I found the “bind” built in to be super useful.  Bash has shortcuts that allow you to move the cursor around, search history, etc. and I always find myself forgetting what the keyboard shortcut / sequence is.  When this happens, I just use the “bind” (not DNS!) built in to find what I’m looking for…

$ bind -p

Displays all “bindings” of keyboard shortcuts to variables.   Here, I want to see what keyboard shortcut I can use to search through my command history to find a command…

$ bind -p | grep reverse-search-history
“\C-r”: reverse-search-history

Ah, so its Ctrl-r..  Sure enough, hitting ctrl-r at a command prompt brings up the reverse search prompt through my history and I can look for any command…  Looking for the command “cat” seems to have found me looking through /etc/passwd.


(reverse-i-search)`cat’: cat /etc/passwd

Hitting ctrl-r multiple times once command is found will continue to search backwards through the history.

(reverse-i-search)`cat’: cat /proc/kallsyms | more

Reverse history search is pretty useful, but there are so many other neat features of bash that I find invaluable.  What if I have created some super long command with multiple pipes and I want to move the cursor to the beginning of the line?

$ bind -p | grep beginning-of-line
“\C-a”: beginning-of-line
“\eOH”: beginning-of-line
“\e[1~”: beginning-of-line
“\e[H”: beginning-of-line

Well, it looks like there are a few defined shortcuts, but ctrl-a seems to be a winner.  Sure enough..

$ cat /etc/passwd | awk -F: ‘{print $7}’ | sed ‘s,bin,mike,'[]

$ [c]at /etc/passwd | awk -F: ‘{print $7}’ | sed ‘s,bin,mike,’

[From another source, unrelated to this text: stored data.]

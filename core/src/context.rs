// Licensed to the Apache Software Foundation (ASF) under one
// or more contributor license agreements.  See the NOTICE file
// distributed with this work for additional information
// regarding copyright ownership.  The ASF licenses this file
// to you under the Apache License, Version 2.0 (the
// "License"); you may not use this file except in compliance
// with the License.  You may obtain a copy of the License at
//
//   http://www.apache.org/licenses/LICENSE-2.0
//
// Unless required by applicable law or agreed to in writing,
// software distributed under the License is distributed on an
// "AS IS" BASIS, WITHOUT WARRANTIES OR CONDITIONS OF ANY
// KIND, either express or implied.  See the License for the
// specific language governing permissions and limitations
// under the License.

use std::collections::HashMap;
use std::fmt::Debug;
use std::sync::Arc;

/// Context provides the environment that credential providers read from.
///
/// ## Important
///
/// httphmac provides NO default environment. An unconfigured context uses a
/// no-op implementation that reports every variable as absent.
///
/// ## Example
///
/// ```
/// use httphmac_core::{Context, OsEnv};
///
/// let ctx = Context::new().with_env(OsEnv);
/// ```
#[derive(Clone)]
pub struct Context {
    env: Arc<dyn Env>,
}

impl Debug for Context {
    fn fmt(&self, f: &mut std::fmt::Formatter<'_>) -> std::fmt::Result {
        f.debug_struct("Context").field("env", &self.env).finish()
    }
}

impl Default for Context {
    fn default() -> Self {
        Self::new()
    }
}

impl Context {
    /// Create a new Context with a no-op environment.
    pub fn new() -> Self {
        Self {
            env: Arc::new(NoopEnv),
        }
    }

    /// Replace the environment implementation.
    pub fn with_env(mut self, env: impl Env) -> Self {
        self.env = Arc::new(env);
        self
    }

    /// Get the environment variable.
    ///
    /// - Returns `Some(v)` if the environment variable is found and is valid utf-8.
    /// - Returns `None` if the environment variable is not found or value is invalid.
    #[inline]
    pub fn env_var(&self, key: &str) -> Option<String> {
        self.env.var(key)
    }

    /// Returns an hashmap of (variable, value) pairs of strings, for all the
    /// environment variables visible to this context.
    #[inline]
    pub fn env_vars(&self) -> HashMap<String, String> {
        self.env.vars()
    }
}

/// Env abstracts the process environment so loaders can be tested.
pub trait Env: Debug + Send + Sync + 'static {
    /// Get an environment variable.
    ///
    /// - Returns `Some(v)` if the environment variable is found and is valid utf-8.
    /// - Returns `None` if the environment variable is not found or value is invalid.
    fn var(&self, key: &str) -> Option<String>;

    /// Returns an hashmap of (variable, value) pairs of strings, for all the
    /// environment variables of the current process.
    fn vars(&self) -> HashMap<String, String>;
}

/// Implements Env for the OS context.
#[derive(Debug, Copy, Clone)]
pub struct OsEnv;

impl Env for OsEnv {
    fn var(&self, key: &str) -> Option<String> {
        std::env::var_os(key)?.into_string().ok()
    }

    fn vars(&self) -> HashMap<String, String> {
        std::env::vars().collect()
    }
}

/// StaticEnv provides a static env environment.
///
/// This is useful for testing or for providing a fixed environment.
#[derive(Debug, Clone, Default)]
pub struct StaticEnv {
    /// The environment variables to use.
    pub envs: HashMap<String, String>,
}

impl Env for StaticEnv {
    fn var(&self, key: &str) -> Option<String> {
        self.envs.get(key).cloned()
    }

    fn vars(&self) -> HashMap<String, String> {
        self.envs.clone()
    }
}

/// NoopEnv is a no-op implementation that always returns None/empty.
///
/// This is used when no environment is configured.
#[derive(Debug, Clone, Copy, Default)]
pub struct NoopEnv;

impl Env for NoopEnv {
    fn var(&self, _key: &str) -> Option<String> {
        None
    }

    fn vars(&self) -> HashMap<String, String> {
        HashMap::new()
    }
}
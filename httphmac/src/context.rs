use httphmac_core::{Context, OsEnv};

/// Create a context that reads the process environment.
pub fn default_context() -> Context {
    Context::new().with_env(OsEnv)
}
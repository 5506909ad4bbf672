// Licensed to the Apache Software Foundation (ASF) under one
// or more contributor license agreements.  See the NOTICE file
// distributed with this work for additional information
// regarding copyright ownership.  The ASF licenses this file
// to you under the Apache License, Version 2.0 (the
// "License"); you may not use this file except in compliance
// with the License.  You may obtain a copy of the License at
//
//   http://www.apache.org/licenses/LICENSE-2.0
//
// Unless required by applicable law or agreed to in writing,
// software distributed under the License is distributed on an
// "AS IS" BASIS, WITHOUT WARRANTIES OR CONDITIONS OF ANY
// KIND, either express or implied.  See the License for the
// specific language governing permissions and limitations
// under the License.

//! Hash related utils.

use crate::Error;
use base64::prelude::BASE64_STANDARD;
use base64::Engine;
use hmac::Hmac;
use hmac::Mac;
use sha2::Digest;
use sha2::Sha256;

/// Base64 encode
pub fn base64_encode(content: &[u8]) -> String {
    BASE64_STANDARD.encode(content)
}

/// Base64 decode
pub fn base64_decode(content: &str) -> crate::Result<Vec<u8>> {
    BASE64_STANDARD
        .decode(content)
        .map_err(|e| Error::encoding("base64 decode failed").with_source(e))
}

/// Base64 encoded SHA256 hash.
///
/// Use this function instead of `base64_encode(sha256(content))` can reduce
/// extra copy.
pub fn base64_sha256(content: &[u8]) -> String {
    base64_encode(Sha256::digest(content).as_slice())
}

/// HMAC with SHA256 hash.
pub fn hmac_sha256(key: &[u8], content: &[u8]) -> Vec<u8> {
    // SAFETY: HMAC's new_from_slice always returns Ok - it handles any key length
    let mut h = Hmac::<Sha256>::new_from_slice(key).unwrap();
    h.update(content);

    h.finalize().into_bytes().to_vec()
}

/// Base64 encoded HMAC with SHA256 hash.
pub fn base64_hmac_sha256(key: &[u8], content: &[u8]) -> String {
    // SAFETY: HMAC's new_from_slice always returns Ok - it handles any key length
    let mut h = Hmac::<Sha256>::new_from_slice(key).unwrap();
    h.update(content);

    base64_encode(&h.finalize().into_bytes())
}

/// Check a HMAC with SHA256 hash in constant time.
///
/// Returns `true` only if `expected` is exactly the HMAC of `content`
/// under `key`.
pub fn verify_hmac_sha256(key: &[u8], content: &[u8], expected: &[u8]) -> bool {
    // SAFETY: HMAC's new_from_slice always returns Ok - it handles any key length
    let mut h = Hmac::<Sha256>::new_from_slice(key).unwrap();
    h.update(content);

    h.verify_slice(expected).is_ok()
}
use crate::constants::*;
use crate::credential::Credential;
use crate::request::{create_message, OutboundRequest};
use crate::AuthHeader;
use async_trait::async_trait;
use http::header::AUTHORIZATION;
use http::{HeaderName, HeaderValue};
use httphmac_core::hash::base64_hmac_sha256;
use httphmac_core::time::{format_unix_timestamp, now, DateTime};
use httphmac_core::{Context, Error, Result, SignRequest, SigningRequest};
use log::debug;
use std::str::FromStr;

/// RequestSigner for acquia http hmac.
#[derive(Debug)]
pub struct RequestSigner {
    realm: String,
    version: String,
    signed_headers: Vec<String>,

    time: Option<DateTime>,
    nonce: Option<String>,
}

impl RequestSigner {
    /// Create a new signer for `realm`.
    pub fn new(realm: &str) -> Self {
        Self {
            realm: realm.to_string(),
            version: DEFAULT_VERSION.to_string(),
            signed_headers: Vec::new(),
            time: None,
            nonce: None,
        }
    }

    /// Set the protocol version written into the authorization header.
    pub fn with_version(mut self, version: &str) -> Self {
        self.version = version.to_string();
        self
    }

    /// Sign these request headers in addition to the fixed ones.
    ///
    /// Names are kept in the given order in the `headers` parameter.
    /// Headers absent from a request are left out of its message.
    pub fn with_signed_headers<I, S>(mut self, names: I) -> Self
    where
        I: IntoIterator<Item = S>,
        S: Into<String>,
    {
        self.signed_headers = names.into_iter().map(Into::into).collect();
        self
    }

    /// Specify the signing time.
    ///
    /// # Note
    ///
    /// We should always take current time to sign requests.
    /// Only use this function for testing.
    #[cfg(test)]
    pub fn with_time(mut self, time: DateTime) -> Self {
        self.time = Some(time);
        self
    }

    /// Specify the nonce.
    ///
    /// Only use this function for testing.
    #[cfg(test)]
    pub fn with_nonce(mut self, nonce: &str) -> Self {
        self.nonce = Some(nonce.to_string());
        self
    }

    fn get_time(&self) -> DateTime {
        self.time.unwrap_or_else(now)
    }

    fn get_nonce(&self) -> String {
        self.nonce.clone().unwrap_or_else(new_nonce)
    }
}

#[async_trait]
impl SignRequest for RequestSigner {
    type Credential = Credential;

    async fn sign_request(
        &self,
        _ctx: &Context,
        req: &mut http::request::Parts,
        body: &[u8],
        credential: Option<&Self::Credential>,
    ) -> Result<()> {
        let Some(cred) = credential else {
            return Err(Error::credential_invalid(
                "no credential available to sign the request",
            ));
        };

        let key = cred.secret_key()?;
        let timestamp_name = HeaderName::from_str(X_AUTHORIZATION_TIMESTAMP)?;
        let timestamp: HeaderValue = format_unix_timestamp(self.get_time()).parse()?;

        let mut signing = SigningRequest::build(req)?;
        let previous = signing.headers.insert(timestamp_name.clone(), timestamp);

        match self.build_authorization(&signing, body, cred, &key) {
            Ok(value) => {
                signing.headers.insert(AUTHORIZATION, value);
                signing.apply(req)
            }
            Err(err) => {
                // Hand the request back as the caller built it.
                match previous {
                    Some(v) => signing.headers.insert(timestamp_name, v),
                    None => signing.headers.remove(timestamp_name),
                };
                signing.apply(req)?;
                Err(err)
            }
        }
    }
}

impl RequestSigner {
    fn build_authorization(
        &self,
        signing: &SigningRequest,
        body: &[u8],
        cred: &Credential,
        key: &[u8],
    ) -> Result<HeaderValue> {
        let auth = AuthHeader::new(&self.realm, &cred.id, self.get_nonce(), &self.version)
            .with_signed_header_names(self.signed_headers.iter().cloned());
        let message = create_message(&OutboundRequest::new(signing, body), &auth)?;
        let signature = base64_hmac_sha256(key, message.as_bytes());
        debug!("calculated signature: {signature}");

        let mut value: HeaderValue = auth.with_signature(signature).to_header_value()?.parse()?;
        value.set_sensitive(true);
        Ok(value)
    }
}

/// Random version 4 UUID in its hyphenated form.
fn new_nonce() -> String {
    let mut bytes: [u8; 16] = rand::random();
    bytes[6] = (bytes[6] & 0x0f) | 0x40;
    bytes[8] = (bytes[8] & 0x3f) | 0x80;

    let s = hex::encode(bytes);
    format!(
        "{}-{}-{}-{}-{}",
        &s[..8],
        &s[8..12],
        &s[12..16],
        &s[16..20],
        &s[20..]
    )
}
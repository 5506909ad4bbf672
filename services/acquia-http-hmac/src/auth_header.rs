// Licensed to the Apache Software Foundation (ASF) under one
// or more contributor license agreements.  See the NOTICE file
// distributed with this work for additional information
// regarding copyright ownership.  The ASF licenses this file
// to you under the Apache License, Version 2.0 (the
// "License"); you may not use this file except in compliance
// with the License.  You may obtain a copy of the License at
//
//   http://www.apache.org/licenses/LICENSE-2.0
//
// Unless required by applicable law or agreed to in writing,
// software distributed under the License is distributed on an
// "AS IS" BASIS, WITHOUT WARRANTIES OR CONDITIONS OF ANY
// KIND, either express or implied.  See the License for the
// specific language governing permissions and limitations
// under the License.

//! The structured `Authorization` header of acquia http hmac.

use std::fmt::Write;
use std::str::FromStr;

use httphmac_core::{Error, Result};
use log::debug;

use crate::constants::SCHEME;

/// AuthHeader carries the signing metadata of a request.
///
/// ## Format
///
/// ```text
/// acquia-http-hmac realm="<realm>",id="<id>",nonce="<nonce>",version="<version>"[,headers="<a>;<b>"][,signature="<signature>"]
/// ```
///
/// A parsed header may lack any field: parsing only fails on syntax errors.
/// `realm`, `id`, `nonce` and `version` are checked when the header is
/// serialized or folded into a canonical message.
#[derive(Clone, Debug, Default, PartialEq, Eq)]
pub struct AuthHeader {
    realm: Option<String>,
    id: Option<String>,
    nonce: Option<String>,
    version: Option<String>,
    signed_header_names: Vec<String>,
    signature: Option<String>,
}

impl AuthHeader {
    /// Create a header with all required fields.
    pub fn new(
        realm: impl Into<String>,
        id: impl Into<String>,
        nonce: impl Into<String>,
        version: impl Into<String>,
    ) -> Self {
        Self {
            realm: Some(realm.into()),
            id: Some(id.into()),
            nonce: Some(nonce.into()),
            version: Some(version.into()),
            signed_header_names: Vec::new(),
            signature: None,
        }
    }

    /// Set the names of the extra request headers covered by the signature.
    ///
    /// The order is kept as given.
    pub fn with_signed_header_names<I, S>(mut self, names: I) -> Self
    where
        I: IntoIterator<Item = S>,
        S: Into<String>,
    {
        self.signed_header_names = names.into_iter().map(Into::into).collect();
        self
    }

    /// Attach a computed signature.
    pub fn with_signature(mut self, signature: impl Into<String>) -> Self {
        self.signature = Some(signature.into());
        self
    }

    /// Tenant or namespace of the credential.
    pub fn realm(&self) -> Option<&str> {
        self.realm.as_deref()
    }

    /// Credential id.
    pub fn id(&self) -> Option<&str> {
        self.id.as_deref()
    }

    /// Per request nonce.
    pub fn nonce(&self) -> Option<&str> {
        self.nonce.as_deref()
    }

    /// Protocol version.
    pub fn version(&self) -> Option<&str> {
        self.version.as_deref()
    }

    /// Names of the extra signed headers, in the order they were listed.
    pub fn signed_header_names(&self) -> &[String] {
        &self.signed_header_names
    }

    /// Signature carried by this header, if any.
    pub fn signature(&self) -> Option<&str> {
        self.signature.as_deref()
    }

    pub(crate) fn require_realm(&self) -> Result<&str> {
        required(&self.realm, "realm")
    }

    pub(crate) fn require_id(&self) -> Result<&str> {
        required(&self.id, "id")
    }

    pub(crate) fn require_nonce(&self) -> Result<&str> {
        required(&self.nonce, "nonce")
    }

    pub(crate) fn require_version(&self) -> Result<&str> {
        required(&self.version, "version")
    }

    /// Parse a full `Authorization` header value, scheme token included.
    pub fn parse(value: &str) -> Result<Self> {
        // The scheme token is not part of the signed data.
        let (_, params) = value.split_once(' ').ok_or_else(|| {
            Error::malformed_header("authorization header has no space after the scheme")
        })?;

        let mut header = AuthHeader::default();
        for param in split_params(params)? {
            let (key, raw) = param.split_once('=').ok_or_else(|| {
                Error::malformed_header(format!("authorization parameter `{param}` has no `=`"))
            })?;
            let value = unquote(raw).ok_or_else(|| {
                Error::malformed_header(format!(
                    "authorization parameter `{}` is not quoted",
                    key.trim()
                ))
            })?;

            match key.trim().to_lowercase().as_str() {
                "realm" => header.realm = Some(value.to_string()),
                "id" => header.id = Some(value.to_string()),
                "nonce" => header.nonce = Some(value.to_string()),
                "version" => header.version = Some(value.to_string()),
                "headers" => {
                    header.signed_header_names = value
                        .split(';')
                        .filter(|name| !name.is_empty())
                        .map(String::from)
                        .collect()
                }
                "signature" => header.signature = Some(value.to_string()),
                other => debug!("ignore unknown authorization parameter: {other}"),
            }
        }

        Ok(header)
    }

    /// Serialize into an `Authorization` header value.
    pub fn to_header_value(&self) -> Result<String> {
        let mut s = String::with_capacity(256);
        write!(s, "{SCHEME} realm=\"{}\",", self.require_realm()?)?;
        write!(s, "id=\"{}\",", self.require_id()?)?;
        write!(s, "nonce=\"{}\",", self.require_nonce()?)?;
        write!(s, "version=\"{}\"", self.require_version()?)?;

        if !self.signed_header_names.is_empty() {
            write!(s, ",headers=\"{}\"", self.signed_header_names.join(";"))?;
        }
        if let Some(signature) = self.signature().filter(|v| !v.is_empty()) {
            write!(s, ",signature=\"{signature}\"")?;
        }

        Ok(s)
    }
}

impl FromStr for AuthHeader {
    type Err = Error;

    fn from_str(s: &str) -> Result<Self> {
        Self::parse(s)
    }
}

fn required<'a>(value: &'a Option<String>, name: &str) -> Result<&'a str> {
    value
        .as_deref()
        .ok_or_else(|| Error::missing_field(format!("authorization header requires `{name}`")))
}

/// Split the parameter list on commas that are not inside a quoted value.
fn split_params(s: &str) -> Result<Vec<&str>> {
    let mut params = Vec::new();
    let mut start = 0;
    let mut quoted = false;

    for (idx, c) in s.char_indices() {
        match c {
            '"' => quoted = !quoted,
            ',' if !quoted => {
                params.push(&s[start..idx]);
                start = idx + 1;
            }
            _ => {}
        }
    }
    if quoted {
        return Err(Error::malformed_header(
            "authorization header has an unterminated quoted value",
        ));
    }
    params.push(&s[start..]);

    Ok(params)
}

fn unquote(raw: &str) -> Option<&str> {
    raw.trim().strip_prefix('"')?.strip_suffix('"')
}
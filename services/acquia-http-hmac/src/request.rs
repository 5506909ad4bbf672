// Licensed to the Apache Software Foundation (ASF) under one
// or more contributor license agreements.  See the NOTICE file
// distributed with this work for additional information
// regarding copyright ownership.  The ASF licenses this file
// to you under the Apache License, Version 2.0 (the
// "License"); you may not use this file except in compliance
// with the License.  You may obtain a copy of the License at
//
//   http://www.apache.org/licenses/LICENSE-2.0
//
// Unless required by applicable law or agreed to in writing,
// software distributed under the License is distributed on an
// "AS IS" BASIS, WITHOUT WARRANTIES OR CONDITIONS OF ANY
// KIND, either express or implied.  See the License for the
// specific language governing permissions and limitations
// under the License.

//! Request adapters feeding the canonical message.

use std::collections::BTreeMap;

use http::header::{CONTENT_TYPE, HOST};
use http::uri::Authority;
use httphmac_core::{Error, Result, SigningRequest};

use crate::constants::X_AUTHORIZATION_TIMESTAMP;
use crate::message::{build_message, RequestTarget};
use crate::AuthHeader;

/// RequestFacts is everything the canonical message needs from a request.
///
/// Implement it for the request type of an HTTP stack to sign or verify
/// its requests without converting them first.
pub trait RequestFacts {
    /// HTTP method.
    fn method(&self) -> &str;
    /// Host without port.
    fn host(&self) -> &str;
    /// Port, if the request names one explicitly.
    fn port(&self) -> Option<u16>;
    /// Request path.
    fn path(&self) -> &str;
    /// Raw query string without the leading `?`.
    fn query(&self) -> Option<&str>;
    /// First value of the named header.
    ///
    /// Values that are not visible ASCII fail with an encoding error.
    fn header(&self, name: &str) -> Result<Option<&str>>;
    /// Raw body bytes.
    fn body(&self) -> &[u8];
}

/// Build the canonical message of `req` as described by `auth`.
///
/// Signed headers absent from the request are skipped. The
/// `X-Authorization-Timestamp` header is required, `Content-Type` is
/// optional.
pub fn create_message(req: &impl RequestFacts, auth: &AuthHeader) -> Result<String> {
    let mut signed_headers = BTreeMap::new();
    for name in auth.signed_header_names() {
        if let Some(value) = req.header(name)? {
            signed_headers.insert(name.clone(), value.to_string());
        }
    }

    let timestamp = req.header(X_AUTHORIZATION_TIMESTAMP)?.ok_or_else(|| {
        Error::missing_field(format!("request has no {X_AUTHORIZATION_TIMESTAMP} header"))
    })?;
    let content_type = req.header(CONTENT_TYPE.as_str())?.unwrap_or_default();

    let target = RequestTarget {
        method: req.method(),
        host: req.host(),
        port: req.port(),
        path: req.path(),
        query: req.query(),
    };

    build_message(
        &target,
        auth,
        &signed_headers,
        timestamp,
        content_type,
        req.body(),
    )
}

/// InboundRequest adapts a request received by a server.
///
/// Host and port come from the `Host` header, falling back to the request
/// uri when the header is absent.
#[derive(Debug)]
pub struct InboundRequest<'a, B> {
    req: &'a http::Request<B>,
    authority: Authority,
}

impl<'a, B: AsRef<[u8]>> InboundRequest<'a, B> {
    /// Wrap a received request.
    pub fn new(req: &'a http::Request<B>) -> Result<Self> {
        let authority = match req.headers().get(HOST) {
            Some(v) => v.to_str()?.parse::<Authority>()?,
            None => req.uri().authority().cloned().ok_or_else(|| {
                Error::request_invalid("request has neither a Host header nor an absolute uri")
            })?,
        };

        Ok(Self { req, authority })
    }
}

impl<B: AsRef<[u8]>> RequestFacts for InboundRequest<'_, B> {
    fn method(&self) -> &str {
        self.req.method().as_str()
    }

    fn host(&self) -> &str {
        self.authority.host()
    }

    fn port(&self) -> Option<u16> {
        self.authority.port_u16()
    }

    fn path(&self) -> &str {
        self.req.uri().path()
    }

    fn query(&self) -> Option<&str> {
        self.req.uri().query()
    }

    fn header(&self, name: &str) -> Result<Option<&str>> {
        match self.req.headers().get(name) {
            Some(v) => Ok(Some(v.to_str()?)),
            None => Ok(None),
        }
    }

    fn body(&self) -> &[u8] {
        self.req.body().as_ref()
    }
}

/// OutboundRequest adapts a request that is about to be sent.
///
/// Host and port come from the request uri.
#[derive(Debug)]
pub struct OutboundRequest<'a> {
    req: &'a SigningRequest,
    body: &'a [u8],
}

impl<'a> OutboundRequest<'a> {
    /// Wrap a request under signing together with its body.
    pub fn new(req: &'a SigningRequest, body: &'a [u8]) -> Self {
        Self { req, body }
    }
}

impl RequestFacts for OutboundRequest<'_> {
    fn method(&self) -> &str {
        self.req.method.as_str()
    }

    fn host(&self) -> &str {
        self.req.host()
    }

    fn port(&self) -> Option<u16> {
        self.req.port()
    }

    fn path(&self) -> &str {
        &self.req.path
    }

    fn query(&self) -> Option<&str> {
        self.req.query.as_deref()
    }

    fn header(&self, name: &str) -> Result<Option<&str>> {
        self.req.header_get(name)
    }

    fn body(&self) -> &[u8] {
        self.body
    }
}
mod config;
pub use config::ConfigCredentialProvider;

mod default;
pub use default::DefaultCredentialProvider;

mod env;
pub use env::EnvCredentialProvider;

mod r#static;
pub use r#static::StaticCredentialProvider;
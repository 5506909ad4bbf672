use crate::{Config, Credential};
use async_trait::async_trait;
use httphmac_core::{Context, ProvideCredential};
use std::sync::Arc;

/// ConfigCredentialProvider loads credential from static config.
#[derive(Debug)]
pub struct ConfigCredentialProvider {
    config: Arc<Config>,
}

impl ConfigCredentialProvider {
    /// Create a new `ConfigCredentialProvider` instance.
    pub fn new(config: Arc<Config>) -> Self {
        Self { config }
    }
}

#[async_trait]
impl ProvideCredential for ConfigCredentialProvider {
    type Credential = Credential;

    async fn provide_credential(
        &self,
        _ctx: &Context,
    ) -> httphmac_core::Result<Option<Self::Credential>> {
        if let (Some(id), Some(secret)) = (&self.config.id, &self.config.secret) {
            Ok(Some(Credential {
                id: id.clone(),
                secret: secret.clone(),
            }))
        } else {
            Ok(None)
        }
    }
}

Take a peek!  You might find yourself saving some keystrokes.

$ help bind
bind: bind [-lpvsPVS] [-m keymap] [-f filename] [-q name] [-u name] [-r keyseq] [-x keyseq:shell-command] [keyseq:readline-function or readline-command]
Bind a key sequence to a Readline function or a macro, or set
a Readline variable.  The non-option argument syntax is equivalent
to that found in ~/.inputrc, but must be passed as a single argument:
bind ‘”\C-x\C-r”: re-read-init-file’.
bind accepts the following options:
-m  keymap         Use `keymap’ as the keymap for the duration of this
command.  Acceptable keymap names are emacs,
emacs-standard, emacs-meta, emacs-ctlx, vi, vi-move,
vi-command, and vi-insert.
-l                 List names of functions.
-P                 List function names and bindings.
-p                 List functions and bindings in a form that can be
reused as input.
-r  keyseq         Remove the binding for KEYSEQ.
-x  keyseq:shell-command  Cause SHELL-COMMAND to be executed when
KEYSEQ is entered.
-f  filename       Read key bindings from FILENAME.
-q  function-name  Query about which keys invoke the named function.
-u  function-name  Unbind all keys which are bound to the named function.
-V                 List variable names and values
-v                 List variable names and values in a form that can
be reused as input.
-S                 List key sequences that invoke macros and their values
-s                 List key sequences that invoke macros and their values
in a form that can be reused as input.

Want to see if your current shell has history enabled, or some other key bash features?  The GNU Bash Reference guide has details on what all of these variables are.. Like checkwinsize.

$ shopt
cdable_vars     off
cdspell         off
checkhash       off
checkwinsize    on
cmdhist         on
dotglob         off
execfail        off
expand_aliases  on
extdebug        off
extglob         off
extquote        on
failglob        off
force_fignore   on
gnu_errfmt      off
histappend      off
histreedit      off
histverify      off
hostcomplete    on
huponexit       off
interactive_comments    on
lithist         off
login_shell     on
mailwarn        off
no_empty_cmd_completion off
nocaseglob      off
nocasematch     off
nullglob        off
progcomp        on
promptvars      on
restricted_shell        off
shift_verbose   off
sourcepath      on
xpg_echo        off
$ help shopt
shopt: shopt [-pqsu] [-o long-option] optname [optname…]
Toggle the values of variables controlling optional behavior.
The -s flag means to enable (set) each OPTNAME; the -u flag
unsets each OPTNAME.  The -q flag suppresses output; the exit
status indicates whether each OPTNAME is set or unset.  The -o
option restricts the OPTNAMEs to those defined for use with
`set -o’.  With no options, or with the -p option, a list of all
settable options is displayed, with an indication of whether or
not each is set.

If set, Bash checks the window size after each command and, if
necessary, updates the values of LINES and COLUMNS.

Ah nice.  My shell wont send a SIGHUP to jobs while i’m logging out of an interactive shell.  =)